Fundamentals of Differential and All-Sky Aperture Photometry Analysis for an Open Cluster
Kanwar Preet Kaur, Pankaj S. Joshi

TL;DR
This paper thoroughly explains differential and all-sky aperture photometry techniques, demonstrating their application on an open cluster using SDSS data and a user-friendly software tool, to derive calibrated stellar magnitudes and color-magnitude diagrams.
Contribution
It provides a detailed comparison of photometry techniques, discusses calibration parameter extraction from SDSS, and applies the methods to real data with a new software tool.
Findings
Successful application of all-sky photometry on NGC 2420
Calibration of magnitudes in g, r, i bands and transformation to Johnson-Cousins system
Generation of color-magnitude diagrams for the cluster
Abstract
This article provides detailed description on the fundamentals of aperture photometry analysis. The differential and all-sky aperture photometry techniques are described thoroughly to depict the difference between the two techniques and their selection for determining the stars' magnitudes and their respective magnitude errors.

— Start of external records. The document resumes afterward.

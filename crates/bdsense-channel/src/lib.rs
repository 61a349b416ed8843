//! # BDsense Channel Layer
//!
//! 传感器总线抽象层，提供统一的传输接口与请求-响应通道。
//!
//! 传感器挂在一条慢速虚拟双线总线上（任意两个 GPIO 模拟），
//! 底层排队与位时序由外部控制器负责；本层只看到两种操作：
//! fire-and-forget 的 [`BusTransport::send`] 与阻塞往返的
//! [`BusTransport::query`]。

use bdsense_protocol::{ProtocolError, SensorReading};
use thiserror::Error;

pub mod channel;

#[cfg(any(test, feature = "mock"))]
pub mod mock;

pub use channel::{ReadMode, SensorChannel};

#[cfg(any(test, feature = "mock"))]
pub use mock::MockTransport;

/// 通道层统一错误类型
#[derive(Error, Debug)]
pub enum ChannelError {
    #[error("IO Error: {0}")]
    Io(#[from] std::io::Error),

    #[error("Protocol error: {0}")]
    Protocol(#[from] ProtocolError),

    #[error("Query timeout")]
    Timeout,

    #[error("Transport closed")]
    Closed,

    /// 连接/接线故障（标定值 ≥ 10.24 mm 哨兵段）
    #[error("Bed distance sensor data error: {value_mm:.2}")]
    ConnectionFault { value_mm: f64 },

    /// 目标超出可测量程
    #[error("Bed distance sensor out of range: {value_mm:.2}")]
    OutOfRange { value_mm: f64 },
}

impl ChannelError {
    /// 从一个非 Valid 的读数构造对应故障
    pub fn from_reading(reading: &SensorReading) -> Option<Self> {
        use bdsense_protocol::ReadingStatus;
        match reading.status {
            ReadingStatus::Valid => None,
            ReadingStatus::ConnectionError => Some(ChannelError::ConnectionFault {
                value_mm: reading.value_mm,
            }),
            ReadingStatus::OutOfRange => Some(ChannelError::OutOfRange {
                value_mm: reading.value_mm,
            }),
        }
    }
}

/// 传感器总线传输接口
///
/// 由外部控制器适配实现；引擎只借用传输，从不拥有。
/// `&mut T` 的 blanket 实现允许把借用直接交给 [`SensorChannel`]。
pub trait BusTransport {
    /// fire-and-forget 请求，无响应
    fn send(&mut self, data: &[u8]) -> Result<(), ChannelError>;

    /// 阻塞往返，返回响应字节
    fn query(&mut self, data: &[u8]) -> Result<Vec<u8>, ChannelError>;
}

impl<T: BusTransport + ?Sized> BusTransport for &mut T {
    fn send(&mut self, data: &[u8]) -> Result<(), ChannelError> {
        (**self).send(data)
    }

    fn query(&mut self, data: &[u8]) -> Result<Vec<u8>, ChannelError> {
        (**self).query(data)
    }
}

/// 虚拟双线总线的建立参数
///
/// 在控制器初始化时下发一次；`home_position` 以原始码单位
/// 存放触发阈值（毫米 × 100）。
#[derive(Debug, Clone, PartialEq, Eq)]
#[cfg_attr(feature = "serde", derive(serde::Serialize, serde::Deserialize))]
pub struct TwoWireBusConfig {
    /// 数据脚
    pub sda_pin: String,
    /// 时钟脚
    pub scl_pin: String,
    /// 位延迟（控制器时钟节拍）
    pub bit_delay: u32,
    /// 触发阈值（原始码单位）
    pub home_position: u16,
}

impl TwoWireBusConfig {
    /// 生成控制器建立命令行
    pub fn config_message(&self) -> String {
        format!(
            "config_BD_bus sda_pin={} scl_pin={} delay={} h_pos={}",
            self.sda_pin, self.scl_pin, self.bit_delay, self.home_position
        )
    }
}
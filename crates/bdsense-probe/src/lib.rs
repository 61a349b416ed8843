//! # BDsense Probe Engine
//!
//! 床距传感器的探测引擎：把一条慢速、易出错的传感器通道变成
//! （a）归位状态机可用的虚拟二值 endstop，和（b）通过逐点停测
//! 或运动中连续扫描采集的床面高度图。
//!
//! ## 模块
//!
//! - `motion`: 运动协作方接口（构造期注入，无服务查找）
//! - `session`: 多点探测会话状态机（Off → First → On → Off）
//! - `endstop`: 虚拟 endstop 监视器与归位括号
//! - `probe`: 采样引擎（容差重试、均值/中位数聚合、精度报告）
//! - `points`: 批量点位探测助手（逐点遍历 + 连续扫描回落）
//! - `scan`: 运动同步连续扫描
//! - `diagnostics`: 诊断命令面（版本/转储/零点扫掠/重启）
//! - `config`: 配置与边界校验
//! - `error`: 错误分类
//!
//! ## 并发模型
//!
//! 单逻辑控制流：传感器往返对调用方是同步阻塞的；扫描轮询
//! 循环以有界短睡让出，与运动队列冲刷合作推进。同一时刻至多
//! 一个探测/归位序列在飞行中（由调用方的命令串行化保证）。

pub mod config;
pub mod diagnostics;
pub mod endstop;
pub mod error;
pub mod motion;
pub mod points;
pub mod probe;
pub mod scan;
pub mod session;

// 重新导出常用类型
pub use config::{AggregationMode, ConfigError, ProbeConfig, ProbeOverrides, ProbeParams};
pub use endstop::{ENDSTOP_REST_TIME, EndstopMonitor, EndstopState};
pub use error::{HINT_TIMEOUT, ProbeError};
pub use motion::{Axis, EndstopPoller, MotionController, MotionError, MoveTarget};
pub use points::{
    FinalizeCallback, FinalizeVerdict, PointsConfig, PointsRequest, ProbePointsHelper,
};
pub use probe::{Probe, ProbePurpose, ProbeRequest, ProbeStatus, SampleSet};
pub use scan::{SCAN_POLL_INTERVAL, ScanLine, ScanOptions, ScanTiming, group_scan_lines};
pub use session::MultiProbeState;
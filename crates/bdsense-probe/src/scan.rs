//! 运动同步连续扫描
//!
//! 密集网格的点落在轴对齐的行上时，不必逐点停测：移动到行
//! 起点停稳后，一次不间断地移动到行终点，对照运动队列的预测
//! 时间线在每个网格列经过的瞬间读一次传感器。
//!
//! 轮询循环每次迭代用有界短睡让出控制权，绝不忙等——后台的
//! 运动队列冲刷要与采样并发推进。任何一步失败都放弃连续扫描，
//! 回落到逐点采样，绝不留下一条产出错误高度的半扫描行。

use std::time::Duration;

use bdsense_channel::{BusTransport, ReadMode};
use bdsense_tools::Position3D;
use serde::{Deserialize, Serialize};
use tracing::{debug, info};

use crate::config::ConfigError;
use crate::error::ProbeError;
use crate::motion::{MotionController, MoveTarget};
use crate::probe::Probe;

/// 轮询让出间隔的默认值
pub const SCAN_POLL_INTERVAL: Duration = Duration::from_millis(1);

/// 列细分策略
///
/// 细分公式在不同机型上需要经验调参，作为可配置策略而非硬编码
/// 单一公式。
#[derive(Debug, Clone, Copy, PartialEq, Eq, Default, Serialize, Deserialize)]
#[serde(rename_all = "snake_case")]
pub enum ScanTiming {
    /// 按移动时间等分（默认）
    #[default]
    EqualTime,
    /// 按指令位置的行程等分
    EqualDistance,
}

/// 扫描选项
#[derive(Debug, Clone, Copy, PartialEq)]
pub struct ScanOptions {
    pub timing: ScanTiming,
    /// 轮询之间的让出时长
    pub poll_interval: Duration,
}

impl Default for ScanOptions {
    fn default() -> Self {
        Self {
            timing: ScanTiming::default(),
            poll_interval: SCAN_POLL_INTERVAL,
        }
    }
}

/// 一条扫描行：共享同一 y 的连续点列
///
/// 点保持遍历顺序（蛇形网格的相邻行方向相反）；点数 ≥ 2，
/// 否则无法定义时间-位置映射。
#[derive(Debug, Clone, PartialEq)]
pub struct ScanLine {
    pub points: Vec<(f64, f64)>,
}

impl ScanLine {
    pub fn start(&self) -> (f64, f64) {
        self.points[0]
    }

    pub fn end(&self) -> (f64, f64) {
        self.points[self.points.len() - 1]
    }
}

/// 把探测点分组为扫描行
///
/// 共享同一 y 的连续点构成一行；出现不足 2 点的行说明网格
/// 方向不是 X，报配置错误。
pub fn group_scan_lines(points: &[(f64, f64)]) -> Result<Vec<ScanLine>, ConfigError> {
    let mut lines: Vec<ScanLine> = Vec::new();
    for &(x, y) in points {
        match lines.last_mut() {
            Some(line) if line.points[0].1 == y => line.points.push((x, y)),
            _ => lines.push(ScanLine {
                points: vec![(x, y)],
            }),
        }
    }
    for line in &lines {
        if line.points.len() < 2 {
            return Err(ConfigError::BadMeshDirection {
                count: line.points.len(),
            });
        }
    }
    Ok(lines)
}

/// 第 k 列的时间门限：span 的 (count - 1) 等分
pub fn column_threshold(k: usize, count: usize, span: f64) -> f64 {
    span * k as f64 / (count - 1) as f64
}

/// 扫描一行
///
/// 移动到行起点停稳，然后一次不间断移动到行终点；移动执行
/// 期间按细分策略在每列经过的瞬间读一次传感器，记录
/// (列坐标, 指令 z − 传感器距离)。运动在采满所有列之前结束时
/// 报 [`ProbeError::ScanIncomplete`]，由调用方触发逐点回落。
pub fn scan_line<T: BusTransport>(
    probe: &mut Probe<T>,
    motion: &mut dyn MotionController,
    line: &ScanLine,
    speed: f64,
    options: &ScanOptions,
    offsets: (f64, f64),
    results: &mut Vec<Position3D>,
) -> Result<(), ProbeError> {
    let count = line.points.len();
    let (start_x, start_y) = line.start();
    let (end_x, end_y) = line.end();

    // 移动到行起点并停稳
    motion.manual_move(
        MoveTarget::xy(start_x - offsets.0, start_y - offsets.1),
        speed,
    )?;
    motion.wait_moves()?;

    // 一次不间断移动到行终点，冲刷前瞻使时序估计立即可用
    motion.manual_move(MoveTarget::xy(end_x - offsets.0, end_y - offsets.1), speed)?;
    motion.flush_lookahead()?;
    let start_time = motion.estimated_elapsed_time();
    let span = motion.queued_move_end_time() - start_time;
    debug!(span_s = span, columns = count, "scan line started");

    let mut k = 0usize;
    loop {
        while k < count && column_due(motion, line, k, span, start_time, options.timing, offsets) {
            let (column_x, column_y) = line.points[k];
            let mut position = motion.get_position();
            position.x = column_x;
            position.y = column_y;
            let reading = probe.endstop_mut().read_distance(ReadMode::Checked)?;
            position.z -= reading.value_mm;
            info!(
                "probe at {:.3},{:.3} is z={:.6}",
                position.x, position.y, position.z
            );
            results.push(position);
            k += 1;
        }
        if k >= count {
            break;
        }
        if !motion.is_motion_active() {
            return Err(ProbeError::ScanIncomplete {
                sampled: k,
                expected: count,
            });
        }
        // 让出调度，避免饿死运动队列冲刷
        spin_sleep::sleep(options.poll_interval);
    }
    Ok(())
}

fn column_due(
    motion: &mut dyn MotionController,
    line: &ScanLine,
    k: usize,
    span: f64,
    start_time: f64,
    timing: ScanTiming,
    offsets: (f64, f64),
) -> bool {
    let count = line.points.len();
    match timing {
        ScanTiming::EqualTime => {
            let elapsed = motion.estimated_elapsed_time() - start_time;
            elapsed >= column_threshold(k, count, span)
        }
        ScanTiming::EqualDistance => {
            let commanded_start_x = line.start().0 - offsets.0;
            let travelled = (motion.get_position().x - commanded_start_x).abs();
            let target = (line.points[k].0 - line.start().0).abs();
            travelled + 1e-9 >= target
        }
    }
}

#[cfg(test)]
mod tests {
    use super::*;

    #[test]
    fn test_group_contiguous_lines() {
        // 蛇形网格：第二行反向
        let points = [
            (0.0, 0.0),
            (10.0, 0.0),
            (20.0, 0.0),
            (20.0, 10.0),
            (10.0, 10.0),
            (0.0, 10.0),
        ];
        let lines = group_scan_lines(&points).unwrap();
        assert_eq!(lines.len(), 2);
        assert_eq!(lines[0].start(), (0.0, 0.0));
        assert_eq!(lines[0].end(), (20.0, 0.0));
        assert_eq!(lines[1].start(), (20.0, 10.0));
        assert_eq!(lines[1].end(), (0.0, 10.0));
    }

    #[test]
    fn test_group_rejects_single_point_line() {
        let points = [(0.0, 0.0), (10.0, 0.0), (5.0, 10.0)];
        assert!(matches!(
            group_scan_lines(&points),
            Err(ConfigError::BadMeshDirection { count: 1 })
        ));
    }

    #[test]
    fn test_group_empty() {
        assert!(group_scan_lines(&[]).unwrap().is_empty());
    }

    #[test]
    fn test_column_threshold_equal_subdivisions() {
        // 5 点、2.0s 行程：第 k 列在 k * 0.5s 到期
        for k in 0..5 {
            let expected = k as f64 * 2.0 / 4.0;
            assert!((column_threshold(k, 5, 2.0) - expected).abs() < 1e-12);
        }
    }

    #[test]
    fn test_scan_timing_deserializes() {
        #[derive(serde::Deserialize)]
        struct Wrapper {
            timing: ScanTiming,
        }
        let w: Wrapper = toml::from_str(r#"timing = "equal_distance""#).unwrap();
        assert_eq!(w.timing, ScanTiming::EqualDistance);
    }
}
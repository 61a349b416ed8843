//! 诊断命令面集成测试

mod common;

use bdsense_channel::MockTransport;
use bdsense_probe::{Probe, ProbeConfig, ProbeError};
use common::SimMotion;

fn probe() -> Probe<MockTransport> {
    Probe::new(MockTransport::new(), ProbeConfig::default()).unwrap()
}

fn enqueue_raw(probe: &mut Probe<MockTransport>, raw: u16) {
    probe
        .endstop_mut()
        .channel_mut()
        .transport_mut()
        .enqueue_raw(raw);
}

fn sent_count(probe: &mut Probe<MockTransport>, cmd: &[u8]) -> usize {
    probe
        .endstop_mut()
        .channel_mut()
        .transport_mut()
        .sent
        .iter()
        .filter(|c| c.as_slice() == cmd)
        .count()
}

#[test]
fn test_unknown_selector_is_rejected() {
    let mut probe = probe();
    let mut motion = SimMotion::new();
    let err = probe.run_diagnostic(&mut motion, -3).unwrap_err();
    assert!(matches!(err, ProbeError::UnknownSelector(-3)));
    // 错误路径不发结束命令
    assert_eq!(sent_count(&mut probe, b"1018"), 0);
}

#[test]
fn test_read_version_clamps_to_printable_ascii() {
    let mut probe = probe();
    let mut motion = SimMotion::new();
    // "Bds V1.2" + 填充；5 钳到空格，200 钳到 0x7F
    let codes: [u16; 20] = [
        66, 100, 115, 32, 86, 49, 46, 50, 5, 200, 32, 32, 32, 32, 32, 32, 32, 32, 32, 32,
    ];
    for code in codes {
        enqueue_raw(&mut probe, code);
    }

    let lines = probe.run_diagnostic(&mut motion, -1).unwrap();
    assert_eq!(lines.len(), 1);
    let expected = format!("Bds V1.2 \u{7f}{}", " ".repeat(10));
    assert_eq!(lines[0], expected);
    assert_eq!(sent_count(&mut probe, b"1016"), 2);
    // 序列内一次 + 公共收尾两次
    assert_eq!(sent_count(&mut probe, b"1018"), 3);
    // 每个字节之间驻留 100ms
    assert_eq!(motion.dwells.len(), 20);
}

#[test]
fn test_read_distance_renders_sentinel_bands() {
    let mut probe = probe();
    let mut motion = SimMotion::new();
    // 1024 触发一次重查；第二个 1024 按原样接受 → 连接错误文本
    enqueue_raw(&mut probe, 1024);
    enqueue_raw(&mut probe, 1024);
    let lines = probe.run_diagnostic(&mut motion, -2).unwrap();
    assert_eq!(lines, vec!["BDsense: connection error".to_string()]);

    let mut probe = Probe::new(MockTransport::new(), ProbeConfig::default()).unwrap();
    enqueue_raw(&mut probe, 150);
    let lines = probe.run_diagnostic(&mut motion, -2).unwrap();
    assert_eq!(lines, vec!["1.50mm".to_string()]);
}

#[test]
fn test_raw_dump_severe_mounting_fault_is_fatal() {
    let mut probe = probe();
    let mut motion = SimMotion::new();
    enqueue_raw(&mut probe, 1020);

    let err = probe.run_diagnostic(&mut motion, -5).unwrap_err();
    assert!(matches!(err, ProbeError::Mounting(_)));
    assert!(format!("{err}").contains("too close or too high"));
    // 致命安装错误中止序列，不发收尾
    assert_eq!(sent_count(&mut probe, b"1018"), 0);
}

#[test]
fn test_raw_dump_too_high_is_report_only() {
    let mut probe = probe();
    let mut motion = SimMotion::new();
    enqueue_raw(&mut probe, 600);

    let lines = probe.run_diagnostic(&mut motion, -5).unwrap();
    assert_eq!(lines[0], "600");
    assert!(lines[1].contains("mounted too high"));
    assert_eq!(sent_count(&mut probe, b"1017"), 2);
    assert_eq!(sent_count(&mut probe, b"1018"), 2);
}

#[test]
fn test_raw_dump_nominal_polls_to_ceiling() {
    let mut probe = probe();
    let mut motion = SimMotion::new();
    for _ in 0..40 {
        enqueue_raw(&mut probe, 100);
    }

    let lines = probe.run_diagnostic(&mut motion, -5).unwrap();
    // 40 次轮询上限，全部正常值
    assert_eq!(lines.len(), 40);
    assert!(lines.iter().all(|l| l == "100"));
}

#[test]
fn test_zero_sweep_sequence() {
    let mut probe = probe();
    let mut motion = SimMotion::new();

    let lines = probe.run_diagnostic(&mut motion, -6).unwrap();
    assert!(lines[0].contains("don't power off"));
    assert!(lines.iter().any(|l| l == "Calibrate Finished!"));

    // 进入标定模式两次，保存一次，收尾两次
    assert_eq!(sent_count(&mut probe, b"1019"), 2);
    assert_eq!(sent_count(&mut probe, b"1021"), 1);
    assert_eq!(sent_count(&mut probe, b"1018"), 2);
    // 每个步进序号通知四次
    assert_eq!(sent_count(&mut probe, b"0"), 4);
    assert_eq!(sent_count(&mut probe, b"39"), 4);

    // 被测轴步进 40 次，每次 0.1mm
    assert_eq!(motion.steps.len(), 40);
    for (axis, distance, speed, accel) in &motion.steps {
        assert_eq!(*axis, bdsense_probe::Axis::Z);
        assert_eq!(*distance, 0.1);
        assert_eq!(*speed, 5.0);
        assert_eq!(*accel, 1000.0);
    }
    assert!(motion.force_enabled);
}

#[test]
fn test_reboot_is_single_fire_and_forget() {
    let mut probe = probe();
    let mut motion = SimMotion::new();

    let lines = probe.run_diagnostic(&mut motion, -8).unwrap();
    assert!(lines.is_empty());
    assert_eq!(sent_count(&mut probe, b"1022"), 1);
    assert_eq!(sent_count(&mut probe, b"1018"), 2);
    // 重启不触碰查询通道
    assert_eq!(
        probe
            .endstop_mut()
            .channel_mut()
            .transport_mut()
            .queried
            .len(),
        0
    );
}

#[test]
fn test_diagnostics_never_touch_session_state() {
    let mut probe = probe();
    let mut motion = SimMotion::new();
    enqueue_raw(&mut probe, 150);

    probe.run_diagnostic(&mut motion, -2).unwrap();
    assert!(!probe.endstop_mut().session_pending());
}
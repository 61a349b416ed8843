//! 传感器请求-响应通道
//!
//! 在 [`BusTransport`] 之上实现协议往返：命令编码、响应解析、
//! 坏读哨兵的一次性重查，以及三种校验模式的距离读取。

use bdsense_protocol::{
    Command, Opcode, QueryRequest, RawCode, ReadingStatus, SensorReading, parse_raw_code,
};
use tracing::{debug, trace, warn};

use crate::{BusTransport, ChannelError};

/// 距离读取的校验模式
#[derive(Debug, Clone, Copy, PartialEq, Eq)]
pub enum ReadMode {
    /// 直接读取；连接错误与超量程都是致命错误
    Checked,
    /// 强制刷新后读取；仅连接错误致命（归位轮询不得把连接
    /// 错误当作触发或未触发）
    Endstop,
    /// 强制刷新后读取；不校验（诊断显示路径）
    Unchecked,
}

/// 传感器通道
///
/// 独占持有（借用的）传输；缓存的最近读数只用于状态表面，
/// 在定义好的读取点更新，绝不回馈给探测逻辑。
pub struct SensorChannel<T> {
    transport: T,
    last_reading: Option<SensorReading>,
}

impl<T: BusTransport> SensorChannel<T> {
    pub fn new(transport: T) -> Self {
        Self {
            transport,
            last_reading: None,
        }
    }

    /// 最近一次距离读数（状态表面用）
    pub fn last_reading(&self) -> Option<SensorReading> {
        self.last_reading
    }

    /// 发送 fire-and-forget 命令
    pub fn send(&mut self, command: Command) -> Result<(), ChannelError> {
        let data = command.encode();
        trace!(command = ?command, "sensor send");
        self.transport.send(&data)
    }

    /// 阻塞往返查询
    ///
    /// 传感器偶尔会回显一个陈旧/乱码的大数值（原始码 ≥ 1024）；
    /// 遇到时恰好追加一次查询，第二个响应无条件接受，避免无限
    /// 重试。
    pub fn query(&mut self, request: QueryRequest) -> Result<RawCode, ChannelError> {
        let response = self.transport.query(request.encode())?;
        let raw = parse_raw_code(&response)?;
        if raw.is_malformed() {
            debug!(raw = raw.0, "malformed raw code, re-querying once");
            let response = self.transport.query(request.encode())?;
            return Ok(parse_raw_code(&response)?);
        }
        Ok(raw)
    }

    /// 读取一次距离
    ///
    /// 每次都是新读数，绝不跨探测尝试缓存；`mode` 决定是否先
    /// 强制传感器刷新，以及哪些哨兵段视为致命。
    pub fn read_distance(&mut self, mode: ReadMode) -> Result<SensorReading, ChannelError> {
        if mode != ReadMode::Checked {
            // 强制重读：先通知传感器结束当前读取
            self.send(Command::Op(Opcode::FinishReading))?;
        }
        let raw = self.query(QueryRequest::Distance)?;
        let reading = SensorReading::from_raw(raw);
        self.last_reading = Some(reading);

        match (mode, reading.status) {
            (ReadMode::Unchecked, _) => Ok(reading),
            (_, ReadingStatus::ConnectionError) => {
                warn!(value_mm = reading.value_mm, "sensor connection fault");
                Err(ChannelError::ConnectionFault {
                    value_mm: reading.value_mm,
                })
            }
            (ReadMode::Checked, ReadingStatus::OutOfRange) => {
                warn!(value_mm = reading.value_mm, "sensor target out of range");
                Err(ChannelError::OutOfRange {
                    value_mm: reading.value_mm,
                })
            }
            _ => Ok(reading),
        }
    }

    /// 访问底层传输（诊断序列需要直接轮询）
    pub fn transport_mut(&mut self) -> &mut T {
        &mut self.transport
    }
}
//! 命令操作码与编码
//!
//! 传感器侧命令是 ASCII 十进制操作码；此外控制器自身暴露一个
//! 字母前缀的定时器寄存器写入（`k <ms>`），用于归位轮询节流。

use num_enum::{IntoPrimitive, TryFromPrimitive};

/// 传感器固定操作码
///
/// 数值与固件约定一一对应，不可改动。
#[derive(Debug, Clone, Copy, PartialEq, Eq, IntoPrimitive, TryFromPrimitive)]
#[repr(u16)]
pub enum Opcode {
    /// 读取当前距离
    ReadDistance = 1015,
    /// 读取固件版本（逐字节轮询）
    ReadVersion = 1016,
    /// 读取原始标定数据（逐样本轮询）
    ReadCalibrationData = 1017,
    /// 结束读取模式，传感器回到空闲
    FinishReading = 1018,
    /// 进入零点标定模式
    StartCalibration = 1019,
    /// 保存标定数据
    SaveCalibration = 1021,
    /// 重启传感器
    Reboot = 1022,
}

/// 向传感器/控制器发送的命令
#[derive(Debug, Clone, Copy, PartialEq, Eq)]
pub enum Command {
    /// 固定操作码
    Op(Opcode),
    /// 零点标定步进序号（0..=39），直接以十进制文本发送
    CalibrationStep(u16),
    /// 控制器内部定时器寄存器（毫秒）
    TimerInterval(u32),
}

impl Command {
    /// 编码为线上的 ASCII 字节
    pub fn encode(&self) -> Vec<u8> {
        match self {
            Command::Op(op) => u16::from(*op).to_string().into_bytes(),
            Command::CalibrationStep(n) => n.to_string().into_bytes(),
            Command::TimerInterval(ms) => format!("k {ms}").into_bytes(),
        }
    }
}

impl From<Opcode> for Command {
    fn from(op: Opcode) -> Self {
        Command::Op(op)
    }
}

/// 查询请求负载
///
/// 往返查询不携带操作码，而是一个小的寄存器选择负载。
#[derive(Debug, Clone, Copy, PartialEq, Eq)]
pub enum QueryRequest {
    /// 距离寄存器
    Distance,
    /// 逐字节轮询（版本字符串、标定数据转储）
    NextByte,
}

impl QueryRequest {
    /// 编码为线上的 ASCII 字节
    pub fn encode(&self) -> &'static [u8] {
        match self {
            QueryRequest::Distance => b"32",
            QueryRequest::NextByte => b"3",
        }
    }
}

/// 诊断命令选择器
///
/// 上层以小的有符号整数选择诊断序列，数值与固件的诊断约定
/// 保持一致。
#[derive(Debug, Clone, Copy, PartialEq, Eq, TryFromPrimitive)]
#[repr(i8)]
pub enum DiagnosticCommand {
    /// 读取固件版本字符串
    ReadVersion = -1,
    /// 读取一次距离并渲染为状态文本
    ReadDistance = -2,
    /// 原始标定数据转储（含安装高度检查）
    RawDump = -5,
    /// 零点标定扫掠
    ZeroSweep = -6,
    /// 重启传感器
    Reboot = -8,
}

The crucial calibration parameters required for the all-sky photometry analysis such as atmospheric extinctioncoefficient, air-mass, zero point, color term and color index are discussed comprehensively with their extraction from the Sloan Digital Sky Survey (SDSS) archive. The all-sky aperture photometry technique is applied on the stars of an open cluster NGC 2420 to determine their calibrated magnitudes and magnitude errors in the g, r, and i bands. The images required for the analysis are extracted from data release DR12 of SDSS III archive. Herein, the…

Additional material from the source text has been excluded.